Responsible for coordination and implementation of daily processes related to IFP Risk Adjustment (RA) programs, including the Risk Adjustment Data Validation (RADV) audit and the Supplement Diagnosis program. Responsible for liaising with the Initial Validation Audit Entity to ensure compliant, efficient, and successful audit processes, including but not limited to file reconciliation and appeals processes. Responsible for coordinating with Quality Mgmt to effectively and compliantly execute daily RA program operations, as identified. Participates in coding reviews of medical documentation for RA programs, as needed.
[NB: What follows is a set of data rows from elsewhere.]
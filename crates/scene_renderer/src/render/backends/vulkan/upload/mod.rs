//! Resource upload pipeline (staging, copies, layout transitions, mip generation)

pub mod barriers;
pub mod mip_chain;
pub mod staging;
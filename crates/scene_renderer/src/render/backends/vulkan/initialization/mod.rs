//! Vulkan initialization (instance, device, surface)

pub mod context;
pub mod surface;
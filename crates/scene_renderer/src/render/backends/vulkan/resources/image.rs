//! Images with their view, bound to pool memory

use ash::{vk, Device};
use std::rc::Rc;

use crate::render::backends::vulkan::memory::{Allocation, MemoryUsage, SharedMemory};
use crate::render::backends::vulkan::{VulkanError, VulkanResult};

/// Everything needed to create an [`Image`]
#[derive(Debug, Clone, Copy)]
pub struct ImageDesc {
    /// Size of mip level 0
    pub extent: vk::Extent2D,
    /// Texel format
    pub format: vk::Format,
    /// Number of mip levels
    pub mip_levels: u32,
    /// Number of array layers
    pub array_layers: u32,
    /// Image usage
    pub usage: vk::ImageUsageFlags,
    /// Extra create flags (e.g. cube compatibility)
    pub flags: vk::ImageCreateFlags,
    /// Aspect covered by the view
    pub aspect: vk::ImageAspectFlags,
    /// Type of the view created alongside the image
    pub view_type: vk::ImageViewType,
}

impl ImageDesc {
    /// Single-level, single-layer 2D image
    pub fn new_2d(extent: vk::Extent2D, format: vk::Format, usage: vk::ImageUsageFlags, aspect: vk::ImageAspectFlags) -> Self {
        Self {
            extent,
            format,
            mip_levels: 1,
            array_layers: 1,
            usage,
            flags: vk::ImageCreateFlags::empty(),
            aspect,
            view_type: vk::ImageViewType::TYPE_2D,
        }
    }

    /// Subresource range covering every level and layer
    pub fn full_range(&self) -> vk::ImageSubresourceRange {
        vk::ImageSubresourceRange {
            aspect_mask: self.aspect,
            base_mip_level: 0,
            level_count: self.mip_levels,
            base_array_layer: 0,
            layer_count: self.array_layers,
        }
    }
}

/// A device-local `VkImage`, its view and its memory
pub struct Image {
    device: Device,
    memory: SharedMemory,
    image: vk::Image,
    view: vk::ImageView,
    allocation: Option<Allocation>,
    desc: ImageDesc,
}

impl Image {
    /// Create, allocate, bind, then create the view
    pub fn new(device: Device, memory: &SharedMemory, desc: ImageDesc) -> VulkanResult<Self> {
        if desc.extent.width == 0 || desc.extent.height == 0 {
            return Err(VulkanError::invalid("Image extent must be non-zero"));
        }

        let create_info = vk::ImageCreateInfo::builder()
            .flags(desc.flags)
            .image_type(vk::ImageType::TYPE_2D)
            .extent(vk::Extent3D {
                width: desc.extent.width,
                height: desc.extent.height,
                depth: 1,
            })
            .mip_levels(desc.mip_levels)
            .array_layers(desc.array_layers)
            .format(desc.format)
            .tiling(vk::ImageTiling::OPTIMAL)
            .initial_layout(vk::ImageLayout::UNDEFINED)
            .usage(desc.usage)
            .samples(vk::SampleCountFlags::TYPE_1)
            .sharing_mode(vk::SharingMode::EXCLUSIVE);

        let image = unsafe { device.create_image(&create_info, None) }.map_err(VulkanError::creation("image"))?;

        let mut this = Self {
            device,
            memory: Rc::clone(memory),
            image,
            view: vk::ImageView::null(),
            allocation: None,
            desc,
        };

        let requirements = unsafe { this.device.get_image_memory_requirements(image) };
        let allocation = memory.borrow_mut().allocate(&requirements, MemoryUsage::Resident)?;
        this.allocation = Some(allocation);

        unsafe { this.device.bind_image_memory(image, allocation.memory(), allocation.offset()) }
            .map_err(VulkanError::Api)?;

        let view_info = vk::ImageViewCreateInfo::builder()
            .image(image)
            .view_type(desc.view_type)
            .format(desc.format)
            .subresource_range(desc.full_range());

        this.view = unsafe { this.device.create_image_view(&view_info, None) }.map_err(VulkanError::creation("image view"))?;

        log::debug!(
            "Created {}x{} {:?} image ({} levels, {} layers)",
            desc.extent.width,
            desc.extent.height,
            desc.format,
            desc.mip_levels,
            desc.array_layers
        );

        Ok(this)
    }

    /// Image handle
    pub fn handle(&self) -> vk::Image {
        self.image
    }

    /// View handle
    pub fn view(&self) -> vk::ImageView {
        self.view
    }

    /// Creation parameters
    pub fn desc(&self) -> &ImageDesc {
        &self.desc
    }

    /// Size of mip level 0
    pub fn extent(&self) -> vk::Extent2D {
        self.desc.extent
    }

    /// Texel format
    pub fn format(&self) -> vk::Format {
        self.desc.format
    }
}

impl Drop for Image {
    fn drop(&mut self) {
        unsafe {
            if self.view != vk::ImageView::null() {
                self.device.destroy_image_view(self.view, None);
            }
            self.device.destroy_image(self.image, None);
        }
        if let Some(allocation) = self.allocation.take() {
            match self.memory.try_borrow_mut() {
                Ok(mut memory) => {
                    if let Err(e) = memory.release(&allocation) {
                        log::error!("Failed to release image memory: {e}");
                    }
                }
                Err(_) => log::error!("Memory system busy while dropping an image; allocation leaked"),
            }
        }
    }
}
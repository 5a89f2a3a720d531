//! Render pass management
//!
//! Two passes make up a frame. The shadow pass writes the light depth map and
//! leaves it readable by fragment shaders. The main pass clears and draws the
//! colour target with its own depth buffer.

use ash::{vk, Device};

use crate::render::backends::vulkan::{VulkanError, VulkanResult};

/// Render pass wrapper with RAII cleanup
pub struct RenderPass {
    device: Device,
    render_pass: vk::RenderPass,
}

impl RenderPass {
    /// Colour + depth pass; the colour attachment ends in `final_layout`
    ///
    /// Swapchain targets pass `PRESENT_SRC_KHR`, offscreen targets
    /// `TRANSFER_SRC_OPTIMAL`.
    pub fn new_main_pass(
        device: Device,
        color_format: vk::Format,
        final_layout: vk::ImageLayout,
        depth_format: vk::Format,
    ) -> VulkanResult<Self> {
        let attachments = main_attachments(color_format, final_layout, depth_format);

        let color_attachment_ref = vk::AttachmentReference::builder()
            .attachment(0)
            .layout(vk::ImageLayout::COLOR_ATTACHMENT_OPTIMAL)
            .build();
        let depth_attachment_ref = vk::AttachmentReference::builder()
            .attachment(1)
            .layout(vk::ImageLayout::DEPTH_STENCIL_ATTACHMENT_OPTIMAL)
            .build();

        let color_attachments = [color_attachment_ref];
        let subpass = vk::SubpassDescription::builder()
            .pipeline_bind_point(vk::PipelineBindPoint::GRAPHICS)
            .color_attachments(&color_attachments)
            .depth_stencil_attachment(&depth_attachment_ref)
            .build();

        let dependency = vk::SubpassDependency::builder()
            .src_subpass(vk::SUBPASS_EXTERNAL)
            .dst_subpass(0)
            .src_stage_mask(vk::PipelineStageFlags::COLOR_ATTACHMENT_OUTPUT | vk::PipelineStageFlags::EARLY_FRAGMENT_TESTS)
            .src_access_mask(vk::AccessFlags::empty())
            .dst_stage_mask(vk::PipelineStageFlags::COLOR_ATTACHMENT_OUTPUT | vk::PipelineStageFlags::EARLY_FRAGMENT_TESTS)
            .dst_access_mask(vk::AccessFlags::COLOR_ATTACHMENT_WRITE | vk::AccessFlags::DEPTH_STENCIL_ATTACHMENT_WRITE)
            .build();

        Self::create(device, &attachments, subpass, &[dependency], "main render pass")
    }

    /// Depth-only pass rendering the scene from the light
    pub fn new_shadow_pass(device: Device, depth_format: vk::Format) -> VulkanResult<Self> {
        let attachments = [shadow_attachment(depth_format)];

        let depth_attachment_ref = vk::AttachmentReference::builder()
            .attachment(0)
            .layout(vk::ImageLayout::DEPTH_STENCIL_ATTACHMENT_OPTIMAL)
            .build();

        let subpass = vk::SubpassDescription::builder()
            .pipeline_bind_point(vk::PipelineBindPoint::GRAPHICS)
            .depth_stencil_attachment(&depth_attachment_ref)
            .build();

        // Previous frame's shadow reads must finish before the map is cleared,
        // and this frame's depth writes must land before the main pass samples it.
        let dependencies = [
            vk::SubpassDependency::builder()
                .src_subpass(vk::SUBPASS_EXTERNAL)
                .dst_subpass(0)
                .src_stage_mask(vk::PipelineStageFlags::FRAGMENT_SHADER)
                .src_access_mask(vk::AccessFlags::SHADER_READ)
                .dst_stage_mask(vk::PipelineStageFlags::EARLY_FRAGMENT_TESTS)
                .dst_access_mask(vk::AccessFlags::DEPTH_STENCIL_ATTACHMENT_WRITE)
                .dependency_flags(vk::DependencyFlags::BY_REGION)
                .build(),
            vk::SubpassDependency::builder()
                .src_subpass(0)
                .dst_subpass(vk::SUBPASS_EXTERNAL)
                .src_stage_mask(vk::PipelineStageFlags::LATE_FRAGMENT_TESTS)
                .src_access_mask(vk::AccessFlags::DEPTH_STENCIL_ATTACHMENT_WRITE)
                .dst_stage_mask(vk::PipelineStageFlags::FRAGMENT_SHADER)
                .dst_access_mask(vk::AccessFlags::SHADER_READ)
                .dependency_flags(vk::DependencyFlags::BY_REGION)
                .build(),
        ];

        Self::create(device, &attachments, subpass, &dependencies, "shadow render pass")
    }

    fn create(
        device: Device,
        attachments: &[vk::AttachmentDescription],
        subpass: vk::SubpassDescription,
        dependencies: &[vk::SubpassDependency],
        what: &'static str,
    ) -> VulkanResult<Self> {
        let subpasses = [subpass];
        let render_pass_create_info = vk::RenderPassCreateInfo::builder()
            .attachments(attachments)
            .subpasses(&subpasses)
            .dependencies(dependencies);

        let render_pass = unsafe { device.create_render_pass(&render_pass_create_info, None) }
            .map_err(VulkanError::creation(what))?;

        log::debug!("Created {what}");
        Ok(Self { device, render_pass })
    }

    /// Get the render pass handle
    pub fn handle(&self) -> vk::RenderPass {
        self.render_pass
    }
}

impl Drop for RenderPass {
    fn drop(&mut self) {
        unsafe {
            self.device.destroy_render_pass(self.render_pass, None);
        }
    }
}

fn main_attachments(
    color_format: vk::Format,
    final_layout: vk::ImageLayout,
    depth_format: vk::Format,
) -> [vk::AttachmentDescription; 2] {
    let color = vk::AttachmentDescription::builder()
        .format(color_format)
        .samples(vk::SampleCountFlags::TYPE_1)
        .load_op(vk::AttachmentLoadOp::CLEAR)
        .store_op(vk::AttachmentStoreOp::STORE)
        .stencil_load_op(vk::AttachmentLoadOp::DONT_CARE)
        .stencil_store_op(vk::AttachmentStoreOp::DONT_CARE)
        .initial_layout(vk::ImageLayout::UNDEFINED)
        .final_layout(final_layout)
        .build();

    let depth = vk::AttachmentDescription::builder()
        .format(depth_format)
        .samples(vk::SampleCountFlags::TYPE_1)
        .load_op(vk::AttachmentLoadOp::CLEAR)
        .store_op(vk::AttachmentStoreOp::DONT_CARE)
        .stencil_load_op(vk::AttachmentLoadOp::DONT_CARE)
        .stencil_store_op(vk::AttachmentStoreOp::DONT_CARE)
        .initial_layout(vk::ImageLayout::UNDEFINED)
        .final_layout(vk::ImageLayout::DEPTH_STENCIL_ATTACHMENT_OPTIMAL)
        .build();

    [color, depth]
}

fn shadow_attachment(depth_format: vk::Format) -> vk::AttachmentDescription {
    vk::AttachmentDescription::builder()
        .format(depth_format)
        .samples(vk::SampleCountFlags::TYPE_1)
        .load_op(vk::AttachmentLoadOp::CLEAR)
        .store_op(vk::AttachmentStoreOp::STORE)
        .stencil_load_op(vk::AttachmentLoadOp::DONT_CARE)
        .stencil_store_op(vk::AttachmentStoreOp::DONT_CARE)
        .initial_layout(vk::ImageLayout::UNDEFINED)
        .final_layout(vk::ImageLayout::DEPTH_STENCIL_READ_ONLY_OPTIMAL)
        .build()
}

#[cfg(test)]
mod tests {
    use super::*;

    #[test]
    fn test_shadow_map_is_kept_for_sampling() {
        let attachment = shadow_attachment(vk::Format::D32_SFLOAT);
        assert_eq!(attachment.store_op, vk::AttachmentStoreOp::STORE);
        assert_eq!(attachment.final_layout, vk::ImageLayout::DEPTH_STENCIL_READ_ONLY_OPTIMAL);
        assert_eq!(attachment.load_op, vk::AttachmentLoadOp::CLEAR);
    }

    #[test]
    fn test_main_pass_final_layouts() {
        let [color, depth] = main_attachments(
            vk::Format::B8G8R8A8_SRGB,
            vk::ImageLayout::PRESENT_SRC_KHR,
            vk::Format::D32_SFLOAT,
        );
        assert_eq!(color.final_layout, vk::ImageLayout::PRESENT_SRC_KHR);
        assert_eq!(color.store_op, vk::AttachmentStoreOp::STORE);
        assert_eq!(depth.store_op, vk::AttachmentStoreOp::DONT_CARE);
        assert_eq!(depth.final_layout, vk::ImageLayout::DEPTH_STENCIL_ATTACHMENT_OPTIMAL);
    }
}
Responsible for communication and reporting of daily productivity and risks associated with IFP RADV audits and other RA programs, as needed, and collaborates with internal educational team to develop necessary curriculum to ensure compliance and program excellence. Contributes to Cigna IFP Coding Guideline updates and policy determinations, and liaises with Matrix Partners, as required, to develop and promote shared goals. The Quality Review and Audit Senior Analyst position recognizes experience in Risk Adjustment Data Validation audits (RADV), Risk Adjustment operations, Risk Adjustment medical record and diagnosis coding excellence, implementation of Quality Improvement processes, and the ability to communicate experience and knowledge to peers, colleagues, and Matrix Partners.

Core Responsibilities:

  • Oversight and coordination of daily operations for IFP Risk Adjustment Data Validation (RADV) audits,
  • Support of Supplemental Diagnosis programs, as required
  • Demonstrates comprehensive understanding and proficiency with the Complete Official Code Set, Coding Clinic, and CMS guidelines for IFP code abstraction and medical record compliance
  • Demonstrates comprehensive understanding of RADV Protocols and Compliance Requirements for RA programs, including EDGE Server Business Rules, where applicable
  • Demonstrates ability to coordinate with external partners to execute efficient and compliant programs
  • Demonstrates ability to identify risks or program gaps and communicate effectively to management in a timely manner
  • Demonstrates ability to report productivity, progress, and risks to leadership on a timely basis
  • Develops and implements internal program processes, as required
  • Coordinates with Quality Mgmt to determine priorities and demonstrates ability to prioritize projects to meet deadlines, as determined
  • Demonstrates the ability to remain current on Federal regulations related to diagnosis coding and the HHS Risk Adjustment program, including audit protocols
  • Demonstrates effective communication skills with peers and matrix partners to ensure Continuous Quality Improvement and ensure compliance with all CMS guidelines and regulations
  • Engages in Continuous Quality Improvement (CQI) of IFP programs, as applicable
  • Demonstrates ability to work with external auditors to ensure compliant, efficient, and successful risk adjustment audits, per CMS standards
  • Demonstrates medium proficiency with Microsoft Outlook, Microsoft Excel, Microsoft Word
  • Demonstrates clear and concise professional communication with peers and supervisors, in verbal, telephonic, and written communication
  • Demonstrates knowledge of HIPAA guidelines and protection of PHI in physical and electronic environments
  • Demonstrates the ability to follow verbal and written directions accurately and timely
  • Demonstrates the ability to follow applicable policies and procedures
  • Ability to work independently to accomplish assigned work within the allocated time, meeting deadlines as appropriate
  • Demonstrates ability and willingness to assume other duties as requested, which may or have not be listed in the job description

Minimum Qualifications:

  • High School Diploma
  • 5+ year's Risk Adjustment experience, with certification by either the American Health Information Management Association (AHIMA) or the American Academy of Professional Coders (AAPC) in one of the following certifications:
    • Certified Professional Coder (CPC)
    • Certified Coding Specialist for Providers (CCS-P)
    • Certified Coding Specialist for Hospitals (CCS-H)
    • Registered Health Information Technician (RHIT)
    • Registered Health Information Administrator (RHIA)
  • Certified Risk Adjustment Coder (CRC) certification (within 12 months of hire)
  • Experience with medical audits
  • Proficiency with ICD-10-CM coding and guidelines
  • Familiarity with CMS regulations and polices related to documentation and coding, both with Inpatient and Outpatient documentation
  • HCC coding experience preferred
  • Computer competency with excel, MS Word, Adobe Acrobat
  • Must be detail oriented, self-motivated, and have excellent organization skills
  • Risk Adjustment/CMS knowledge helpful
  • Understanding of medical claims submissions, helpful

If you will be working at home occasionally or permanently, the internet connection must be obtained through a cable broadband or fiber optic internet service provider with speeds of at least 10Mbps download/5Mbps upload.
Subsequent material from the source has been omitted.